Fibromatosis is a benign entity without metastatic potential but carries a significant risk for local recurrence (5). It accounts for only 0.2% of all breast tumors and 0.3% of all solid tumors (4). The calculated lesion occurrence at BUMC is also 0.2% of all breast tumors. Between January 1, 2009, and March 31, 2011, there were four documented cases of breast fibromatosis among the 2174 breast tumors biopsied. The patients ranged in age from 13 to 83 years. Most cases occurred in young, premenopausal women, but cases have also been reported in men (3, 4, 6).
The etiology of this lesion is not well understood, but an association with Gardner's syndrome was initially delineated in 1964 in the first reported case of breast fibromatosis (3, 7). Since then, few cases of breast fibromatosis have been associated with Gardner's syndrome.
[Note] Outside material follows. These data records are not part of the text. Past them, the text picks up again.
//! Port-name canonicalization.
//!
//! Produces the join key used everywhere a free-text port name has to be
//! compared against another source: congestion tables, alias maps, fuzzy
//! matching. Two names that differ only by casing, accents, punctuation,
//! parentheticals, or generic words ("Port of", "Terminal", …) canonicalize
//! to the same key.

use once_cell::sync::Lazy;
use regex::Regex;
use unicode_normalization::char::canonical_combining_class;
use unicode_normalization::UnicodeNormalization;

/// Generic tokens dropped from port names. Includes a few language variants
/// ("pelabuhan" Indonesian/Malay, "portos" Portuguese).
const STOPWORDS: &[&str] = &[
    "port", "pelabuhan", "pel", "harbour", "harbor", "terminal", "marine", "maritime", "of",
    "the", "pt", "portos",
];

static PARENTHETICAL: Lazy<Regex> =
    Lazy::new(|| Regex::new(r"\(.*?\)").expect("parenthetical regex"));

/// Strip diacritics: NFKD-decompose and drop combining marks.
fn strip_accents(s: &str) -> String {
    s.nfkd().filter(|&c| canonical_combining_class(c) == 0).collect()
}

/// Canonicalize a free-text port name into a comparable key.
///
/// Deterministic and idempotent. Empty input yields an empty key.
pub fn canonicalize(name: &str) -> String {
    if name.is_empty() {
        return String::new();
    }
    let lowered = strip_accents(name).to_lowercase();
    let no_parens = PARENTHETICAL.replace_all(&lowered, " ");
    let spaced: String = no_parens
        .chars()
        .map(|c| if c.is_ascii_punctuation() { ' ' } else { c })
        .collect();
    spaced
        .split_whitespace()
        .filter(|t| !STOPWORDS.contains(t))
        .collect::<Vec<_>>()
        .join(" ")
}

#[cfg(test)]
mod tests {
    use super::*;

    #[test]
    fn test_empty_input() {
        assert_eq!(canonicalize(""), "");
    }

    #[test]
    fn test_stopwords_dropped() {
        assert_eq!(canonicalize("Port of Rotterdam"), "rotterdam");
        assert_eq!(canonicalize("Pelabuhan Tanjung Priok"), "tanjung priok");
    }

    #[test]
    fn test_parenthetical_and_case() {
        assert_eq!(
            canonicalize("Port of Rotterdam"),
            canonicalize("ROTTERDAM (Port)")
        );
    }

    #[test]
    fn test_punctuation_to_spaces() {
        assert_eq!(canonicalize("St. Petersburg"), "st petersburg");
        assert_eq!(canonicalize("Dar-es-Salaam"), "dar es salaam");
    }

    #[test]
    fn test_accents_stripped() {
        assert_eq!(canonicalize("São Sebastião"), "sao sebastiao");
        assert_eq!(canonicalize("Le Havre"), canonicalize("LE HÀVRE"));
    }

    #[test]
    fn test_idempotent() {
        for name in [
            "Port of Rotterdam",
            "ROTTERDAM (Port)",
            "São Sebastião",
            "Dar-es-Salaam Harbour",
            "",
        ] {
            let once = canonicalize(name);
            assert_eq!(canonicalize(&once), once, "not idempotent for '{}'", name);
        }
    }

    #[test]
    fn test_only_stopwords_yields_empty() {
        assert_eq!(canonicalize("Port Terminal"), "");
    }
}
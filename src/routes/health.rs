use axum::extract::State;
use axum::Json;
use serde::Serialize;
use utoipa::ToSchema;

use crate::routes::AppState;

/// Health check response.
#[derive(Debug, Serialize, ToSchema)]
pub struct HealthResponse {
    /// Service status (always "ok" when reachable)
    pub status: String,
    /// API version
    pub version: String,
    /// Whether a port gazetteer is loaded
    pub gazetteer_loaded: bool,
    /// Number of ports in the loaded gazetteer
    pub port_count: usize,
}

/// Health check endpoint.
///
/// Reports the API version and whether a gazetteer has been loaded, so
/// clients can tell an empty instance from a seeded one.
#[utoipa::path(
    get,
    path = "/api/v1/health",
    tag = "Health",
    responses(
        (status = 200, description = "Service is healthy", body = HealthResponse),
    )
)]
pub async fn health_check(State(state): State<AppState>) -> Json<HealthResponse> {
    let store = state.datasets.read().await;
    let port_count = store.gazetteer.as_ref().map_or(0, |g| g.len());

    Json(HealthResponse {
        status: "ok".to_string(),
        version: env!("CARGO_PKG_VERSION").to_string(),
        gazetteer_loaded: store.gazetteer.is_some(),
        port_count,
    })
}
use serde::{Deserialize, Serialize};

use super::settle;
use crate::datefmt::month_bucket;
use crate::directory::{
    event_listing, fighter_listing, DirectoryError, EventQuery, FighterQuery, Listing, LoadState,
};
use crate::models::{Event, Fighter, RankingEntry};
use crate::rankings::{
    select_rankings, RankingTable, ORGANIZATIONS, POUND_FOR_POUND, WEIGHT_CLASSES,
};
use crate::source::DataSource;

/// Distinct non-empty values, sorted.
fn distinct<'a>(values: impl Iterator<Item = Option<&'a str>>) -> Vec<String> {
    let mut out: Vec<String> = values
        .flatten()
        .map(str::trim)
        .filter(|v| !v.is_empty())
        .map(str::to_string)
        .collect();
    out.sort();
    out.dedup();
    out
}

fn weight_class_order(name: &str) -> usize {
    WEIGHT_CLASSES
        .iter()
        .position(|wc| *wc == name)
        .unwrap_or(WEIGHT_CLASSES.len())
}

/// Filter choices offered by the fighter directory.
#[derive(Debug, Clone, Default, PartialEq, Serialize)]
pub struct FighterFacets {
    /// Heaviest first, unknown divisions last
    pub weight_classes: Vec<String>,
    pub organizations: Vec<String>,
    pub statuses: Vec<String>,
}

impl FighterFacets {
    pub fn from_fighters(fighters: &[Fighter]) -> Self {
        let mut weight_classes = distinct(fighters.iter().map(|f| f.weight_class.as_deref()));
        weight_classes.sort_by_key(|wc| weight_class_order(wc));
        Self {
            weight_classes,
            organizations: distinct(fighters.iter().map(|f| f.organization.as_deref())),
            statuses: distinct(fighters.iter().map(|f| f.status.as_deref())),
        }
    }
}

/// The fighter directory page.
#[derive(Debug, Clone, PartialEq, Serialize)]
pub struct FighterDirectory {
    pub listing: LoadState<Listing<Fighter>>,
    pub facets: FighterFacets,
}

impl FighterDirectory {
    pub fn build(fighters: &[Fighter], query: &FighterQuery) -> Result<Self, DirectoryError> {
        Ok(Self {
            listing: LoadState::Loaded(fighter_listing(fighters, query)?),
            facets: FighterFacets::from_fighters(fighters),
        })
    }

    /// Fails only for an invalid sort request, checked before fetching.
    pub async fn load(source: &dyn DataSource, query: &FighterQuery) -> Result<Self, DirectoryError> {
        query.sort_mode()?;
        match settle("fighters", source.fighters().await) {
            LoadState::Loaded(fighters) => Self::build(&fighters, query),
            LoadState::NotLoaded => Ok(Self {
                listing: LoadState::NotLoaded,
                facets: FighterFacets::default(),
            }),
        }
    }
}

/// The event listing page.
#[derive(Debug, Clone, PartialEq, Serialize)]
pub struct EventListView {
    pub listing: LoadState<Listing<Event>>,
    pub promotions: Vec<String>,
    /// Month labels in calendar order
    pub months: Vec<String>,
}

impl EventListView {
    pub fn build(events: &[Event], query: &EventQuery) -> Result<Self, DirectoryError> {
        let mut dated: Vec<_> = events.iter().filter_map(|e| e.datetime).collect();
        dated.sort();
        let mut months: Vec<String> = Vec::new();
        for label in dated.into_iter().map(month_bucket) {
            if !months.contains(&label) {
                months.push(label);
            }
        }

        Ok(Self {
            listing: LoadState::Loaded(event_listing(events, query)?),
            promotions: distinct(events.iter().map(|e| e.promotion.as_deref())),
            months,
        })
    }

    pub async fn load(source: &dyn DataSource, query: &EventQuery) -> Result<Self, DirectoryError> {
        query.sort_mode()?;
        match settle("events", source.events().await) {
            LoadState::Loaded(events) => Self::build(&events, query),
            LoadState::NotLoaded => Ok(Self {
                listing: LoadState::NotLoaded,
                promotions: Vec::new(),
                months: Vec::new(),
            }),
        }
    }
}

/// Selection on the rankings page.
#[derive(Debug, Clone, Default, Deserialize)]
pub struct RankingsQuery {
    #[serde(default)]
    pub organization: Option<String>,
    #[serde(default)]
    pub weight_class: Option<String>,
    #[serde(default)]
    pub search: Option<String>,
}

impl RankingsQuery {
    /// Defaults to the first organization.
    pub fn organization(&self) -> &str {
        non_blank(&self.organization).unwrap_or(ORGANIZATIONS[0])
    }

    /// Defaults to the pound-for-pound list.
    pub fn weight_class(&self) -> &str {
        non_blank(&self.weight_class).unwrap_or(POUND_FOR_POUND)
    }

    pub fn search(&self) -> &str {
        self.search.as_deref().unwrap_or("")
    }
}

fn non_blank(value: &Option<String>) -> Option<&str> {
    value.as_deref().map(str::trim).filter(|v| !v.is_empty())
}

/// The rankings page.
#[derive(Debug, Clone, PartialEq, Serialize)]
pub struct RankingsView {
    pub organization: String,
    pub weight_class: String,
    pub search: String,
    pub entries: LoadState<Vec<RankingEntry>>,
    pub organizations: Vec<String>,
    /// Pound-for-pound first, then divisions heaviest first
    pub weight_classes: Vec<String>,
}

impl RankingsView {
    pub fn build(table: &RankingTable, query: &RankingsQuery) -> Self {
        let entries = select_rankings(
            table,
            query.organization(),
            query.weight_class(),
            query.search(),
        );
        Self {
            entries: LoadState::Loaded(entries),
            ..Self::empty(query)
        }
    }

    fn empty(query: &RankingsQuery) -> Self {
        let weight_classes = std::iter::once(POUND_FOR_POUND)
            .chain(WEIGHT_CLASSES)
            .map(str::to_string)
            .collect();
        Self {
            organization: query.organization().to_string(),
            weight_class: query.weight_class().to_string(),
            search: query.search().to_string(),
            entries: LoadState::NotLoaded,
            organizations: ORGANIZATIONS.iter().map(|o| o.to_string()).collect(),
            weight_classes,
        }
    }

    pub async fn load(source: &dyn DataSource, query: &RankingsQuery) -> Self {
        match settle("rankings", source.rankings().await) {
            LoadState::Loaded(entries) => Self::build(&RankingTable::from_entries(entries), query),
            LoadState::NotLoaded => Self::empty(query),
        }
    }
}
Additional associations include familial multicentric fibromatosis, silicone and saline breast implants, and incidental and surgical trauma (1, 4).
Although some reports have suggested an association with sex steroid hormones, a 2000 study by Devouassoux-Shisheboran et al refuted this association. Of the 33 reported cases of breast fibromatosis in their study, only one case demonstrated estrogen receptor (ER) and progesterone receptor (PR) positivity within a tumor localized to the chest wall (8). Similarly, a case study performed by Reis-Filho et al assessed the immunohistochemical expression of ER and PR in one patient who developed simultaneous mammary fibromatosis and abdominal fibromatosis. While cells from the abdominal desmoid tumor specimen demonstrated immunoreactivity for both receptors, the cells from the primary breast tumor were deemed negative (9).
Clinically, desmoid tumors of the breast present as firm, painless, movable masses, and skin retraction and/or dimpling may be present. Nipple retraction is often seen in tumors that are close to the nipple. Nipple discharge and palpable lymphadenopathy are not associated with breast fibromatosis. Desmoid tumors are often irregularly shaped, high-density lesions with spiculated margins that closely mimic breast carcinoma on mammography. Rarely do these tumors demonstrate calcific deposition. Sonographically, breast fibromatosis presents as a poorly defined, hypoechoic mass with posterior acoustic shadowing and an echogenic rim, findings that make it indistinguishable from breast cancer (3–5, 10). Desmoid tumors are heterogeneous on magnetic resonance imaging and may be hypointense to isointense on T1-weighted images and hypointense to hyperintense on T2-weighted images. Moderate to strong enhancement is noted following the administration of intravenous contrast (10, 11). Mutations of alterations in the adenomatous polyposis coli and beta-catenin pathway are implicated in the development of sporadic and familial adenomatous polyposis–associated breast fibromatosis (4).
Management of desmoid tumors includes wide local surgical excision despite high local recurrence rates ranging from 24% to 77% over the course of 10 years. Radiation therapy is used in patients with unresectable tumors or lesions that would require extensive surgical resection, to include amputation or major chest or abdominal wall resection. Medical therapy for breast fibromatosis includes three major classes of drugs: hormonal agents, antiinflammatory agents, and cytotoxic agents (2).